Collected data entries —

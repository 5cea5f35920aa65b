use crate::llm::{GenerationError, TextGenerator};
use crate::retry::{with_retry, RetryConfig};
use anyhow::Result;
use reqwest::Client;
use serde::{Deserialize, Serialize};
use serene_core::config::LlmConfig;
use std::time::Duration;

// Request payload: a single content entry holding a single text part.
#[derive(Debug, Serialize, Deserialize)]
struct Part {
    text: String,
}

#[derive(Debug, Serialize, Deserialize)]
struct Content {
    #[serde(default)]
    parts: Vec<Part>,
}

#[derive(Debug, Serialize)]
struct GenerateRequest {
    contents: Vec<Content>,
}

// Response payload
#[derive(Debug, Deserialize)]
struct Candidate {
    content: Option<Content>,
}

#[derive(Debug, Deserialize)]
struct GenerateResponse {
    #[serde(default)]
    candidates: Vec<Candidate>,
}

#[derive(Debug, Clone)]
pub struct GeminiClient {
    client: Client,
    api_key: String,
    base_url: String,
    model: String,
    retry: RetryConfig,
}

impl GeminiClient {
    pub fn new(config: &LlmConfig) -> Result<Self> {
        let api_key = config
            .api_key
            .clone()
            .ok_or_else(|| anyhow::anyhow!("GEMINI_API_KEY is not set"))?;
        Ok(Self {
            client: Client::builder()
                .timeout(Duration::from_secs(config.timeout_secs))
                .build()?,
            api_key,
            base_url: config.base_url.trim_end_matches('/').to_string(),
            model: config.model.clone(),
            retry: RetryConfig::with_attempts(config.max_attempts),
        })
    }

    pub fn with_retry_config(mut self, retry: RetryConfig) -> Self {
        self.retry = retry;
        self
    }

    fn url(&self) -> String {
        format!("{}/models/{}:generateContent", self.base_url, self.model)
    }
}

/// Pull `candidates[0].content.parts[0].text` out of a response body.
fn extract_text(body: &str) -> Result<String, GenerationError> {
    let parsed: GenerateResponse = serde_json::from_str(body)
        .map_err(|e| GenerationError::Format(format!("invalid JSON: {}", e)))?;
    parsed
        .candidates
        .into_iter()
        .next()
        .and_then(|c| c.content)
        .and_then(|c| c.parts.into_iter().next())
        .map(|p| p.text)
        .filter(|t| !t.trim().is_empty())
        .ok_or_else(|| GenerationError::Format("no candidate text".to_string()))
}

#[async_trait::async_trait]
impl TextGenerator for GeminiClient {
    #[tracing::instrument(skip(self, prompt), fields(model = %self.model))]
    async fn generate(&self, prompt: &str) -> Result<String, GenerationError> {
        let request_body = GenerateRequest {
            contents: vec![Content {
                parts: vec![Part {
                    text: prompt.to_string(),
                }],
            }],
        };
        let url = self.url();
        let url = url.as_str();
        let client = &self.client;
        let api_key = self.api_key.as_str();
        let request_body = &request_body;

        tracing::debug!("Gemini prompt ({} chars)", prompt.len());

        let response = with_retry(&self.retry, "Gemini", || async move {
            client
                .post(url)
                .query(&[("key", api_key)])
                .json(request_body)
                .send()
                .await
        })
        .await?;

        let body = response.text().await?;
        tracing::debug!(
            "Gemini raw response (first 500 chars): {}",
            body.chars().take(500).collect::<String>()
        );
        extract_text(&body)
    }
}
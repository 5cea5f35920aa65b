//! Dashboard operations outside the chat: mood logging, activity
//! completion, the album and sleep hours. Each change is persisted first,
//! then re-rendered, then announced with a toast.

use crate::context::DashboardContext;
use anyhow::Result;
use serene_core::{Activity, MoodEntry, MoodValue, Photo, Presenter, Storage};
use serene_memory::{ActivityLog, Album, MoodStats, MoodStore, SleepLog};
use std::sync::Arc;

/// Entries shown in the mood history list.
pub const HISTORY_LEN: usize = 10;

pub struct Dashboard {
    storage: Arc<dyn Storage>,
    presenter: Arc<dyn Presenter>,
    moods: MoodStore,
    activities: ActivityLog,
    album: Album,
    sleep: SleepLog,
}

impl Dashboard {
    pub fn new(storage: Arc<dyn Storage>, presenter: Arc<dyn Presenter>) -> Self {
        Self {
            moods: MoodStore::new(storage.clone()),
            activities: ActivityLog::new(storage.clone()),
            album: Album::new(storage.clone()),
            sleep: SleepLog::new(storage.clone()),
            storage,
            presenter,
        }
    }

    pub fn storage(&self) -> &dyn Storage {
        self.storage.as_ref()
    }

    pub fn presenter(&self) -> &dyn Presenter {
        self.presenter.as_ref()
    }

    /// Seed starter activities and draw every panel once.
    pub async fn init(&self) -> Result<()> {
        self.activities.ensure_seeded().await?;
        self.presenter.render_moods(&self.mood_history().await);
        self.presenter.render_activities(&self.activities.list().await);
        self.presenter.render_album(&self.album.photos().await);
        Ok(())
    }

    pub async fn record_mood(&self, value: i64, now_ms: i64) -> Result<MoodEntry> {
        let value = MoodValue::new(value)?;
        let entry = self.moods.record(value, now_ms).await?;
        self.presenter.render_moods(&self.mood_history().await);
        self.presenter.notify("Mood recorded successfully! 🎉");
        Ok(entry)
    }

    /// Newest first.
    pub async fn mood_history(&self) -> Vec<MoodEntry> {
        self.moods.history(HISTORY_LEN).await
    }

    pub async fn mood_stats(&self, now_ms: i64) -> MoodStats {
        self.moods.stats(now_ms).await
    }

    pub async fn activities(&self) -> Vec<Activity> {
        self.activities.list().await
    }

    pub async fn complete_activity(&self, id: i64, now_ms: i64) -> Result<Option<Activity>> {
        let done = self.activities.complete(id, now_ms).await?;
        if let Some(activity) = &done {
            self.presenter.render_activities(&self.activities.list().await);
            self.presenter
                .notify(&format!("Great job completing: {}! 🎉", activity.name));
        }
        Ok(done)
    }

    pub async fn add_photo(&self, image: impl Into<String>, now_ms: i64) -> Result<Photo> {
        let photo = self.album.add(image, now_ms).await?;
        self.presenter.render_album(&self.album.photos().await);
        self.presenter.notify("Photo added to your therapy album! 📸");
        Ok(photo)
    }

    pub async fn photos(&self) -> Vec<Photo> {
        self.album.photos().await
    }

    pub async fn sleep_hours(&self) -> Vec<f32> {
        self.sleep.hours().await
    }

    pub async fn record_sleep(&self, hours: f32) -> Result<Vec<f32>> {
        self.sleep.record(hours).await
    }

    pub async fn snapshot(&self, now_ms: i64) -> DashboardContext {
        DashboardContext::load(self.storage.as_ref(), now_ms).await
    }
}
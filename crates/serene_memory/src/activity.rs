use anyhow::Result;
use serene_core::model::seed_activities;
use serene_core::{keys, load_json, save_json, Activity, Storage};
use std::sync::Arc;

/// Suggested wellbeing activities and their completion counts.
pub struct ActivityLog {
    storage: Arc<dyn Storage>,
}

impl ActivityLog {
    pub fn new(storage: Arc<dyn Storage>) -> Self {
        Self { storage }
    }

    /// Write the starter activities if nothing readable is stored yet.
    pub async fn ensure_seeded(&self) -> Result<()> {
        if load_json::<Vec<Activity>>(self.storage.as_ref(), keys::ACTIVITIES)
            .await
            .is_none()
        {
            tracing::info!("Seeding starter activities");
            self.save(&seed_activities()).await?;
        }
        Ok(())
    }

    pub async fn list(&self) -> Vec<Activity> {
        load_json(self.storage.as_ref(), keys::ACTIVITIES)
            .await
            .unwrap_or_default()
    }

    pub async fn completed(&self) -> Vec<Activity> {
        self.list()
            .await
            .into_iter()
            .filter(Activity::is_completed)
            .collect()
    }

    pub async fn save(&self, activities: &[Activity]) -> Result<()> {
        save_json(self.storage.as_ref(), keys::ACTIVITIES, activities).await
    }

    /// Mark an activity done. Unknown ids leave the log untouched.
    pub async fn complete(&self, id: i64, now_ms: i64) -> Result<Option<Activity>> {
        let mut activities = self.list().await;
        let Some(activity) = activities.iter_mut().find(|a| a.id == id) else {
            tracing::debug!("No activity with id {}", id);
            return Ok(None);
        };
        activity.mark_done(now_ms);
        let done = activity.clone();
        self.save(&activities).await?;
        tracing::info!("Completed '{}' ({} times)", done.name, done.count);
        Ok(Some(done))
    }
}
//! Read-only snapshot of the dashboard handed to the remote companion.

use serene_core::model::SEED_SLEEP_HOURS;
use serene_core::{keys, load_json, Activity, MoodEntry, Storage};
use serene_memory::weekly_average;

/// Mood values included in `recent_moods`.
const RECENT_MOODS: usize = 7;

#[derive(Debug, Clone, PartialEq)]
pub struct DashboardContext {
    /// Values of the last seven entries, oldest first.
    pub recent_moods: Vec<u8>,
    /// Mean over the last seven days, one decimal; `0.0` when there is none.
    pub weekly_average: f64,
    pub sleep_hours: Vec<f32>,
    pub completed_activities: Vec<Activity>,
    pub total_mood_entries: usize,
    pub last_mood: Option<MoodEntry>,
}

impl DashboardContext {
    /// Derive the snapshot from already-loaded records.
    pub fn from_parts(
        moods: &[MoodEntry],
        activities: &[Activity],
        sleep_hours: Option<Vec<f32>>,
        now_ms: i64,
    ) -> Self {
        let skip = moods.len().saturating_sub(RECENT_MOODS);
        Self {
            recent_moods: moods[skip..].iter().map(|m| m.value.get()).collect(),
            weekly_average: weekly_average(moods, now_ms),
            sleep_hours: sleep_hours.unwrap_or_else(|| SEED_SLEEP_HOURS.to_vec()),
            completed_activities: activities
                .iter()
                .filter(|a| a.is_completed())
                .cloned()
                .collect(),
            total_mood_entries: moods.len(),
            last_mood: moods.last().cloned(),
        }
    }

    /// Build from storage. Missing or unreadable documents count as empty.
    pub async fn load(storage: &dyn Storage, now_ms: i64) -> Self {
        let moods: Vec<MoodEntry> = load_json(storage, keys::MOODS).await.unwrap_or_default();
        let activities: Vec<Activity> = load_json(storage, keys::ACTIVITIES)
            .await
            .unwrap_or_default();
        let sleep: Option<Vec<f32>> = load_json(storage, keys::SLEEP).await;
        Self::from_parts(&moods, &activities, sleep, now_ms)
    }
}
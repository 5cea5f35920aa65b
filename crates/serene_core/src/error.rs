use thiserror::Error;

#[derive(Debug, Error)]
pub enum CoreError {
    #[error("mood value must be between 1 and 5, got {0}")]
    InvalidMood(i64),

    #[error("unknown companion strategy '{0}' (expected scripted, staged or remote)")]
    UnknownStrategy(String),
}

* * *

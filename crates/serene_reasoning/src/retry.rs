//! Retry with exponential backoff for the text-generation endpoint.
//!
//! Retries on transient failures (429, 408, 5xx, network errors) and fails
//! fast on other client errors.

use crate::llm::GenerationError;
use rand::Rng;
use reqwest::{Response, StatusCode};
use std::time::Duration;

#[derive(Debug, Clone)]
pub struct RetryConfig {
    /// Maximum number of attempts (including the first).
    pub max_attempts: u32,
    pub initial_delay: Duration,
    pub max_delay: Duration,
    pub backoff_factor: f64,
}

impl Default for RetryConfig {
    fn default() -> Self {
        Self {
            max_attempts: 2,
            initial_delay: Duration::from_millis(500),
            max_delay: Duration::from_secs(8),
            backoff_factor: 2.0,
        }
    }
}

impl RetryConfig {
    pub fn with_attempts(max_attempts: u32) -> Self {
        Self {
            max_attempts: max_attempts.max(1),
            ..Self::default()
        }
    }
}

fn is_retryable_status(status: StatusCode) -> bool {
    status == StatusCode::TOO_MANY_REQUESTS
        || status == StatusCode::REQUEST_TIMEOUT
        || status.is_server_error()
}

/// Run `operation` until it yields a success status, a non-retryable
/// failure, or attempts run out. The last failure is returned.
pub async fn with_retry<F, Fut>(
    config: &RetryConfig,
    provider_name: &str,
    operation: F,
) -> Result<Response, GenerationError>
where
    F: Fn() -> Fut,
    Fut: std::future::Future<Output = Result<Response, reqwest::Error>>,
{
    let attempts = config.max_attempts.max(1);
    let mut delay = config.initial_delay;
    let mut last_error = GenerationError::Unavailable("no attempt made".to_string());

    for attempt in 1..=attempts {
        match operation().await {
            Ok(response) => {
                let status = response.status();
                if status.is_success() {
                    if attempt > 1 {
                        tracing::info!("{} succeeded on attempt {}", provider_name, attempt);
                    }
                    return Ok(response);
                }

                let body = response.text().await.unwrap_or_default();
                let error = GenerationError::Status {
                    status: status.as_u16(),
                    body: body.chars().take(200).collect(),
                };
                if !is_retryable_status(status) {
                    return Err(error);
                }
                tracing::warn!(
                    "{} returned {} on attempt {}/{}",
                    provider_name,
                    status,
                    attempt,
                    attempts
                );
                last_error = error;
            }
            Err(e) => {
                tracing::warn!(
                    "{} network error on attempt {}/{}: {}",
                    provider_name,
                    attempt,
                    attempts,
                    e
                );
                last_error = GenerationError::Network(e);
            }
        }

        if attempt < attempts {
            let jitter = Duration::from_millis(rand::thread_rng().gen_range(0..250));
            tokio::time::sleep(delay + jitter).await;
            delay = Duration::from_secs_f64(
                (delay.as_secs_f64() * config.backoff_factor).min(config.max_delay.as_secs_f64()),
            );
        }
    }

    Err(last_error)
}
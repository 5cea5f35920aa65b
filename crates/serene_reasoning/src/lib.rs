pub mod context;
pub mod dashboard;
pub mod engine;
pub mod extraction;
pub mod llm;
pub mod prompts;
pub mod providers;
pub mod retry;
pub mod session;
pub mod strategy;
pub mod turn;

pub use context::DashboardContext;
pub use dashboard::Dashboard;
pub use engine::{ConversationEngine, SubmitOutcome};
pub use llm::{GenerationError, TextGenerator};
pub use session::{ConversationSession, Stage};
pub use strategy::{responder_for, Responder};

Task prompt — From the data above, copy every line where "filter" appears.

Output of the exercise —
        .filter(|t| !t.trim().is_empty())
            .filter(Activity::is_completed)
                .filter(|a| a.is_completed())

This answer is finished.